UNITED STATES DISTRICT COURT FOR THE DISTRICT OF COLUMBIA

__________________________________________ ) UNITED STATES OF AMERICA ) ) v. ) Criminal No. 99-0175 (PLF) ) RICARDO EUGENE EPPS, ) ) Defendant. ) __________________________________________)

AMENDED OPINION AND ORDER

This matter is before the Court on defendant Ricardo Eugene Epps’s motions to

reduce his sentence pursuant to 18 U.S.C. § 3582(c)(2) and for an immediate hearing on this

issue. The government opposes the defendant’s motion to reduce his sentence. Upon

consideration of the motions, the applicable law, and the entire record herein, the Court will deny

both motions.1

1 The relevant papers reviewed by the Court in connection with this matter include: Defendant’s Motion to Reduce Sentence (Dkt. No. 62) (“Mot.”); Mot., Ex. 1: Plea Agreement (“Plea Agreement”); Defendant’s Motion for an Immediate Hearing on his Motion to Reduce Sentence (Dkt. No. 69) (“Mot. for Hrg.”); Government’s Opposition to Defendant’s Motion to Reduce Sentence (Dkt. No. 64) (“Opp.”); Defendant’s Reply to Government’s Opposition (Dkt. No. 65) (“Reply”); Supplement to Defendant’s Reply to Government’s Opposition (Dkt. No. 66) (“Supp.”); Second Supplement to Defendant’s Reply to Government Opposition (Dkt. No. 68) (“Supp. II”); the Presentence Investigation Report (“PSR”); the transcript of Defendant’s Plea Proceedings, dated August 6, 1999 (Dkt. No. 49) (“Plea Tr.”); the transcript of Defendant’s Sentencing Proceeding, dated October 29, 1999 (Dkt. No. 42) (“Sentencing Tr.”); the Judgment and Commitment, dated November 5, 1999 (Dkt. No. 32) (“J & C”). I. BACKGROUND

On August 6, 1999, the defendant pleaded guilty to conspiracy to distribute and to

possess with the intent to distribute cocaine base (“crack cocaine”), in violation of 21 U.S.C.

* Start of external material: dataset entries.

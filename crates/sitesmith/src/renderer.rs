//! Page rendering on top of a minijinja environment.
//!
//! The environment is owned by a [`SiteRenderer`] built from an explicit
//! template root; there is no process-wide template state.

use crate::context::SiteContext;
use crate::error::{Result, SiteError};
use crate::sanitizer::clean_html;
use crate::template_loader::TemplateLoader;
use minijinja::{AutoEscape, Environment, ErrorKind, Value};
use std::fmt;
use std::path::Path;

/// Named page templates of a site
#[derive(Debug, Clone, Copy, PartialEq, Eq, Hash)]
pub enum PageTemplate {
    Index,
    About,
    Contact,
}

impl PageTemplate {
    /// File name of the template below the template root
    pub fn file_name(self) -> &'static str {
        match self {
            PageTemplate::Index => "index.html.j2",
            PageTemplate::About => "about.html.j2",
            PageTemplate::Contact => "contact.html.j2",
        }
    }

    /// Template to use when this one is absent
    pub fn fallback(self) -> Option<PageTemplate> {
        match self {
            PageTemplate::Index => None,
            PageTemplate::About => Some(PageTemplate::Index),
            PageTemplate::Contact => Some(PageTemplate::About),
        }
    }
}

impl fmt::Display for PageTemplate {
    fn fmt(&self, f: &mut fmt::Formatter<'_>) -> fmt::Result {
        f.write_str(self.file_name())
    }
}

/// Renderer for the named page templates
pub struct SiteRenderer {
    env: Environment<'static>,
}

impl SiteRenderer {
    /// Create a renderer loading templates from `template_root`
    pub fn new(template_root: impl AsRef<Path>) -> Result<Self> {
        Ok(Self::with_loader(TemplateLoader::new(template_root)?))
    }

    /// Create a renderer over an existing loader
    pub fn with_loader(loader: TemplateLoader) -> Self {
        let mut env = Environment::new();
        env.set_auto_escape_callback(auto_escape_for);
        env.add_filter("url_encode", url_encode);
        env.add_filter("quote_attr", quote_attr);
        env.set_loader(move |name| {
            loader.load(name).map_err(|e| {
                minijinja::Error::new(ErrorKind::InvalidOperation, "failed to load template")
                    .with_source(e)
            })
        });
        Self { env }
    }

    /// Render `page`, walking its fallback chain past absent templates.
    ///
    /// Only absence triggers a fallback; a template that exists but fails to
    /// parse or render is reported as an error.
    pub fn render(&self, page: PageTemplate, ctx: &SiteContext) -> Result<String> {
        let Some(resolved) = self.resolve(page)? else {
            return Err(SiteError::TemplateNotFound {
                name: PageTemplate::Index.file_name().to_string(),
            });
        };
        let template = self.env.get_template(resolved.file_name())?;
        Ok(template.render(ctx)?)
    }

    /// Which template `page` resolves to, or `None` if its whole chain is absent
    pub fn resolve(&self, page: PageTemplate) -> Result<Option<PageTemplate>> {
        let mut current = Some(page);
        while let Some(candidate) = current {
            match self.env.get_template(candidate.file_name()) {
                Ok(_) => return Ok(Some(candidate)),
                Err(err) if err.kind() == ErrorKind::TemplateNotFound => {
                    current = candidate.fallback();
                    if let Some(next) = current {
                        log::debug!("template {candidate} missing, falling back to {next}");
                    }
                }
                Err(err) => return Err(err.into()),
            }
        }
        Ok(None)
    }
}

fn auto_escape_for(name: &str) -> AutoEscape {
    let name = name.strip_suffix(".j2").unwrap_or(name);
    if name.ends_with(".html") || name.ends_with(".htm") || name.ends_with(".xml") {
        AutoEscape::Html
    } else {
        AutoEscape::None
    }
}

/// Form-encode a value for use inside a URL; none and undefined become empty
fn url_encode(value: Value) -> String {
    if value.is_none() || value.is_undefined() {
        return String::new();
    }
    let text = match value.as_str() {
        Some(s) => s.to_string(),
        None => value.to_string(),
    };
    urlencoding::encode(&text).replace("%20", "+")
}

/// Make a value safe inside a double or single quoted attribute.
///
/// Safe strings are already entity-escaped markup, so only quotes are
/// encoded; anything else is fully attribute-escaped.
fn quote_attr(value: Value) -> Value {
    if value.is_none() || value.is_undefined() {
        return Value::from_safe_string(String::new());
    }
    let text = match value.as_str() {
        Some(s) => s.to_string(),
        None => value.to_string(),
    };
    let escaped = if value.is_safe() {
        text.replace('"', "&quot;").replace('\'', "&#x27;")
    } else {
        html_escape::encode_quoted_attribute(&text).into_owned()
    };
    Value::from_safe_string(escaped)
}

/// Minimal standalone document around a cleaned body.
///
/// Used for the legal and error pages, which do not go through templates.
pub fn wrap_basic(title: &str, body_html: &str) -> String {
    let title = html_escape::encode_text(title);
    let body = clean_html(body_html);
    format!(
        "<!doctype html><html><head><meta charset='utf-8'><title>{title}</title></head>\
         <body><main><h1>{title}</h1><div>{body}</div></main></body></html>"
    )
}

#[cfg(test)]
mod tests {
    use super::*;
    use crate::context::sanitize;
    use crate::input::SiteInput;
    use pretty_assertions::assert_eq;
    use std::fs;
    use tempfile::TempDir;

    fn template_root(files: &[(&str, &str)]) -> TempDir {
        let dir = TempDir::new().unwrap();
        for (name, source) in files {
            fs::write(dir.path().join(name), source).unwrap();
        }
        dir
    }

    fn context(name: &str) -> SiteContext {
        sanitize(
            &SiteInput {
                biz_name: name.to_string(),
                ..SiteInput::default()
            },
            None,
        )
    }

    #[test]
    fn test_render_index() {
        let dir = template_root(&[("index.html.j2", "<h1>{{ biz_name }}</h1>")]);
        let renderer = SiteRenderer::new(dir.path()).unwrap();
        let html = renderer.render(PageTemplate::Index, &context("Test Co")).unwrap();
        assert_eq!(html, "<h1>Test Co</h1>");
    }

    #[test]
    fn test_fallback_chain() {
        let dir = template_root(&[
            ("index.html.j2", "index:{{ biz_name }}"),
            ("about.html.j2", "about:{{ biz_name }}"),
        ]);
        let renderer = SiteRenderer::new(dir.path()).unwrap();
        let ctx = context("Co");

        assert_eq!(renderer.render(PageTemplate::About, &ctx).unwrap(), "about:Co");
        assert_eq!(renderer.render(PageTemplate::Contact, &ctx).unwrap(), "about:Co");
        assert_eq!(
            renderer.resolve(PageTemplate::Contact).unwrap(),
            Some(PageTemplate::About)
        );
    }

    #[test]
    fn test_fallback_to_index() {
        let dir = template_root(&[("index.html.j2", "index")]);
        let renderer = SiteRenderer::new(dir.path()).unwrap();
        assert_eq!(
            renderer.render(PageTemplate::Contact, &context("Co")).unwrap(),
            "index"
        );
    }

    #[test]
    fn test_missing_index_is_an_error() {
        let dir = template_root(&[]);
        let renderer = SiteRenderer::new(dir.path()).unwrap();
        let result = renderer.render(PageTemplate::About, &context("Co"));
        assert!(matches!(result, Err(SiteError::TemplateNotFound { name }) if name == "index.html.j2"));
        assert_eq!(renderer.resolve(PageTemplate::About).unwrap(), None);
    }

    #[test]
    fn test_broken_template_does_not_fall_back() {
        let dir = template_root(&[
            ("index.html.j2", "index"),
            ("about.html.j2", "{% if %}"),
        ]);
        let renderer = SiteRenderer::new(dir.path()).unwrap();
        assert!(matches!(
            renderer.render(PageTemplate::About, &context("Co")),
            Err(SiteError::Template(_))
        ));
    }

    #[test]
    fn test_autoescape_and_undefined() {
        let dir = template_root(&[(
            "index.html.j2",
            "{{ biz_hours }}|{{ about_txt }}|{{ not_a_key }}",
        )]);
        let renderer = SiteRenderer::new(dir.path()).unwrap();
        let ctx = sanitize(
            &SiteInput {
                biz_hours: "<b>9-5 & late".to_string(),
                about_txt: "<p>About</p>".to_string(),
                ..SiteInput::default()
            },
            None,
        );
        assert_eq!(
            renderer.render(PageTemplate::Index, &ctx).unwrap(),
            "&lt;b&gt;9-5 &amp; late|<p>About</p>|"
        );
    }

    #[test]
    fn test_cleaned_text_is_not_escaped_twice() {
        let dir = template_root(&[("index.html.j2", "<title>{{ biz_name }}</title>")]);
        let renderer = SiteRenderer::new(dir.path()).unwrap();
        assert_eq!(
            renderer.render(PageTemplate::Index, &context("Smith & Sons")).unwrap(),
            "<title>Smith &amp; Sons</title>"
        );
    }

    #[test]
    fn test_quote_attr_filter() {
        let dir = template_root(&[(
            "index.html.j2",
            r#"<img alt="{{ biz_name|quote_attr }}" title="{{ biz_hours|quote_attr }}">"#,
        )]);
        let renderer = SiteRenderer::new(dir.path()).unwrap();
        let ctx = sanitize(
            &SiteInput {
                biz_name: r#"Tom "T" & Co"#.to_string(),
                biz_hours: r#"9" onmouseover="x()"#.to_string(),
                ..SiteInput::default()
            },
            None,
        );
        let html = renderer.render(PageTemplate::Index, &ctx).unwrap();
        assert!(html.starts_with(r#"<img alt="Tom &quot;T&quot; &amp; Co" title="9&quot;"#));
        assert!(!html.contains(r#"" onmouseover"#));
    }

    #[test]
    fn test_url_encode_filter() {
        let dir = template_root(&[(
            "index.html.j2",
            "https://wa.me/{{ biz_phone_wa }}?text={{ \"Hi there & welcome\"|url_encode }}{{ none|url_encode }}",
        )]);
        let renderer = SiteRenderer::new(dir.path()).unwrap();
        let ctx = sanitize(
            &SiteInput {
                biz_phone: "+91 84540 02711".to_string(),
                ..SiteInput::default()
            },
            None,
        );
        assert_eq!(
            renderer.render(PageTemplate::Index, &ctx).unwrap(),
            "https://wa.me/918454002711?text=Hi+there+%26+welcome"
        );
    }

    #[test]
    fn test_wrap_basic() {
        let html = wrap_basic("Terms & Conditions", "<p>Fair</p><script>x()</script>");
        assert_eq!(
            html,
            "<!doctype html><html><head><meta charset='utf-8'><title>Terms &amp; Conditions</title></head>\
             <body><main><h1>Terms &amp; Conditions</h1><div><p>Fair</p></div></main></body></html>"
        );
    }
}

§§ 846, 841(a)(1) and 841(b)(1)(A)(iii). Pursuant to a plea agreement entered under Rule

11(e)(1)(C) of the Federal Rules of Criminal Procedure -- now Rule 11(c)(1)(C) -- the defendant

acknowledged responsibility for more than 1.5 kilograms of crack cocaine and accepted a

sentence of 188 months in prison. See Plea Agreement ¶¶ 2-3. Had the defendant not accepted

this negotiated sentence, the amount of crack cocaine in question would have placed him at

Offense Level 38 under the then-mandatory 1998 United States Sentencing Guidelines

(“U.S.S.G.”). See U.S.S.G. (1998), § 2D1.1. With a three-level downward adjustment for

acceptance of responsibility under U.S.S.G. § 3E1.1, the defendant would have been at Offense

Level 35 and in Criminal History Category III.2 In the absence of the sentence agreed upon in the

plea agreement, his guidelines sentencing range therefore would have been 210 to 262 months.

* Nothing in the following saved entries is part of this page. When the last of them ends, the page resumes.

//! Live preview pages.

use std::fmt;
use std::str::FromStr;

use crate::error::SiteError;

/// Pages that can be previewed
#[derive(Debug, Clone, Copy, PartialEq, Eq, Hash)]
pub enum Page {
    Home,
    About,
    Contact,
    Privacy,
    Terms,
}

impl Page {
    pub const ALL: [Page; 5] = [Page::Home, Page::About, Page::Contact, Page::Privacy, Page::Terms];

    pub fn as_str(self) -> &'static str {
        match self {
            Page::Home => "home",
            Page::About => "about",
            Page::Contact => "contact",
            Page::Privacy => "privacy",
            Page::Terms => "terms",
        }
    }
}

impl fmt::Display for Page {
    fn fmt(&self, f: &mut fmt::Formatter<'_>) -> fmt::Result {
        f.write_str(self.as_str())
    }
}

impl FromStr for Page {
    type Err = SiteError;

    fn from_str(s: &str) -> Result<Self, Self::Err> {
        Page::ALL
            .into_iter()
            .find(|page| page.as_str().eq_ignore_ascii_case(s.trim()))
            .ok_or_else(|| SiteError::UnknownPage {
                name: s.to_string(),
            })
    }
}

/// Document shown in place of a page that failed to render
pub fn failure_document(page: Page, err: &SiteError) -> String {
    let message = html_escape::encode_text(&err.to_string()).into_owned();
    format!(
        "<!doctype html><html><head><meta charset='utf-8'><title>Preview unavailable</title></head>\
         <body><div role='alert' style='padding:12px;border:1px solid #dc2626;color:#991b1b;'>\
         Rendering the {page} page failed: {message}</div>\
         <p>Preview unavailable.</p></body></html>"
    )
}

See U.S.S.G. (1998), Sentencing Table. Accordingly, the defendant’s negotiated sentence of 188

months fell 22 months below the bottom of the applicable guidelines sentencing range.

The defendant now moves for a reduction in his sentence. He argues that the

Court has authority to reduce his sentence under 18 U.S.C. § 3582(c)(2), which permits a court to

reduce a defendant’s term of imprisonment when that defendant was originally sentenced under a

guideline which has subsequently been lowered by the United States Sentencing Commission.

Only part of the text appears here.